[Stored items]
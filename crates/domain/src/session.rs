//! Vehicle session identity
//!
//! The authentication collaborator stores two entries after a successful
//! login: the bearer token and a JSON record describing the vehicle. A
//! session exists only when both are present and the record carries a
//! usable vehicle id.

use serde::{Deserialize, Serialize};
use serde_json::Value;

use crate::error::{DomainError, Result};

/// Storage key holding the bearer token
pub const SESSION_TOKEN_KEY: &str = "resq.rv.jwt";
/// Storage key holding the vehicle record
pub const SESSION_INFO_KEY: &str = "resq.rv.info";

/// Server-side rescue vehicle identifier
pub type VehicleId = i64;

/// Authenticated vehicle identity, immutable for the life of a session
#[derive(Debug, Clone, PartialEq, Eq, Serialize, Deserialize)]
pub struct Session {
    pub vehicle_id: VehicleId,
    pub code: String,
    pub plate_number: String,
    pub category: Option<String>,
    pub token: String,
}

/// Vehicle record as written by the login flow
#[derive(Debug, Default, Deserialize, Serialize)]
#[serde(rename_all = "camelCase")]
struct StoredVehicle {
    #[serde(default, skip_serializing_if = "Option::is_none")]
    id: Option<Value>,
    #[serde(default, skip_serializing_if = "Option::is_none")]
    rescue_vehicle_id: Option<Value>,
    #[serde(default, skip_serializing_if = "Option::is_none")]
    vehicle_id: Option<Value>,
    #[serde(default)]
    code: Option<String>,
    #[serde(default)]
    plate_number: Option<String>,
    #[serde(default, skip_serializing_if = "Option::is_none")]
    rescue_vehicle_category: Option<StoredCategory>,
}

#[derive(Debug, Default, Deserialize, Serialize)]
struct StoredCategory {
    #[serde(default)]
    name: Option<String>,
}

/// Parse an integer id from a JSON number or numeric string.
pub fn parse_int_id(value: &Value) -> Option<i64> {
    match value {
        Value::Number(n) => n
            .as_i64()
            .or_else(|| n.as_f64().filter(|f| f.is_finite() && f.fract() == 0.0).map(|f| f as i64)),
        Value::String(s) => s.trim().parse::<i64>().ok(),
        _ => None,
    }
}

impl Session {
    /// Rebuild a session from the two stored entries.
    pub fn from_stored(token: &str, info_json: &str) -> Result<Self> {
        if token.trim().is_empty() {
            return Err(DomainError::MissingField("token"));
        }

        let stored: StoredVehicle = serde_json::from_str(info_json)?;
        let raw_id = stored
            .id
            .as_ref()
            .or(stored.rescue_vehicle_id.as_ref())
            .or(stored.vehicle_id.as_ref())
            .ok_or(DomainError::MissingField("id"))?;
        let vehicle_id =
            parse_int_id(raw_id).ok_or_else(|| DomainError::InvalidId(raw_id.to_string()))?;

        Ok(Self {
            vehicle_id,
            code: stored.code.unwrap_or_default(),
            plate_number: stored.plate_number.unwrap_or_default(),
            category: stored.rescue_vehicle_category.and_then(|c| c.name),
            token: token.to_string(),
        })
    }

    /// Serialize the vehicle record in the shape the login flow writes.
    pub fn to_stored_info(&self) -> Result<String> {
        let stored = StoredVehicle {
            id: Some(Value::String(self.vehicle_id.to_string())),
            code: Some(self.code.clone()),
            plate_number: Some(self.plate_number.clone()),
            rescue_vehicle_category: self.category.clone().map(|name| StoredCategory {
                name: Some(name),
            }),
            ..StoredVehicle::default()
        };
        Ok(serde_json::to_string(&stored)?)
    }
}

--- What the task requires ---
Quote the data above verbatim from its first line to the line that includes "record carries a", with both boundary lines retained.

--- Exercise solution ---
filename crates/domain/src/session.rs
//! Vehicle session identity
//!
//! The authentication collaborator stores two entries after a successful
//! login: the bearer token and a JSON record describing the vehicle. A
//! session exists only when both are present and the record carries a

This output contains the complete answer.